- [TRY IT]: Write out every entry below word for word, leaving nothing out.

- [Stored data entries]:
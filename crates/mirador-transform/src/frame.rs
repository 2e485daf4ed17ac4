//! Columnar view of the aggregated dataset.

use polars::prelude::{AnyValue, Column, DataFrame, IntoColumn, NamedFrom, Series};

use crate::dataset::MiradorDataset;
use crate::error::Result;

/// The wide table as a string-typed Polars frame, one column per variable.
#[derive(Debug, Clone)]
pub struct MiradorFrame {
    pub data: DataFrame,
}

impl MiradorFrame {
    pub fn new(data: DataFrame) -> Self {
        Self { data }
    }

    pub fn from_dataset(dataset: &MiradorDataset) -> Result<Self> {
        let columns: Vec<Column> = dataset
            .variables()
            .iter()
            .enumerate()
            .map(|(idx, variable)| {
                let values: Vec<&str> = dataset
                    .rows()
                    .iter()
                    .map(|row| row.cells.get(idx).map_or("", String::as_str))
                    .collect();
                Series::new(variable.name.as_str().into(), values).into_column()
            })
            .collect();
        let data = DataFrame::new(columns)?;
        Ok(Self { data })
    }

    pub fn record_count(&self) -> usize {
        self.data.height()
    }

    pub fn column_names(&self) -> Vec<String> {
        self.data
            .get_column_names()
            .into_iter()
            .map(|name| name.to_string())
            .collect()
    }

    /// Cell text at `row` of every column, in column order.
    pub fn row_values(&self, row: usize) -> Vec<String> {
        self.data
            .get_columns()
            .iter()
            .map(|column| any_to_string(column.get(row).unwrap_or(AnyValue::Null)))
            .collect()
    }
}

/// Renders a cell as text; nulls become empty.
pub fn any_to_string(value: AnyValue<'_>) -> String {
    match value {
        AnyValue::Null => String::new(),
        AnyValue::String(s) => s.to_string(),
        AnyValue::StringOwned(s) => s.to_string(),
        other => other.to_string(),
    }
}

- [SOLUTION BELOW]:
filename crates/mirador-transform/src/frame.rs
repository 2e485daf4ed17ac4
//! Columnar view of the aggregated dataset.

use polars::prelude::{AnyValue, Column, DataFrame, IntoColumn, NamedFrom, Series};

use crate::dataset::MiradorDataset;
use crate::error::Result;

/// The wide table as a string-typed Polars frame, one column per variable.
#[derive(Debug, Clone)]
pub struct MiradorFrame {
    pub data: DataFrame,
}

impl MiradorFrame {
    pub fn new(data: DataFrame) -> Self {
        Self { data }
    }

    pub fn from_dataset(dataset: &MiradorDataset) -> Result<Self> {
        let columns: Vec<Column> = dataset
            .variables()
            .iter()
            .enumerate()
            .map(|(idx, variable)| {
                let values: Vec<&str> = dataset
                    .rows()
                    .iter()
                    .map(|row| row.cells.get(idx).map_or("", String::as_str))
                    .collect();
                Series::new(variable.name.as_str().into(), values).into_column()
            })
            .collect();
        let data = DataFrame::new(columns)?;
        Ok(Self { data })
    }

    pub fn record_count(&self) -> usize {
        self.data.height()
    }

    pub fn column_names(&self) -> Vec<String> {
        self.data
            .get_column_names()
            .into_iter()
            .map(|name| name.to_string())
            .collect()
    }

    /// Cell text at `row` of every column, in column order.
    pub fn row_values(&self, row: usize) -> Vec<String> {
        self.data
            .get_columns()
            .iter()
            .map(|column| any_to_string(column.get(row).unwrap_or(AnyValue::Null)))
            .collect()
    }
}

/// Renders a cell as text; nulls become empty.
pub fn any_to_string(value: AnyValue<'_>) -> String {
    match value {
        AnyValue::Null => String::new(),
        AnyValue::String(s) => s.to_string(),
        AnyValue::StringOwned(s) => s.to_string(),
        other => other.to_string(),
    }
}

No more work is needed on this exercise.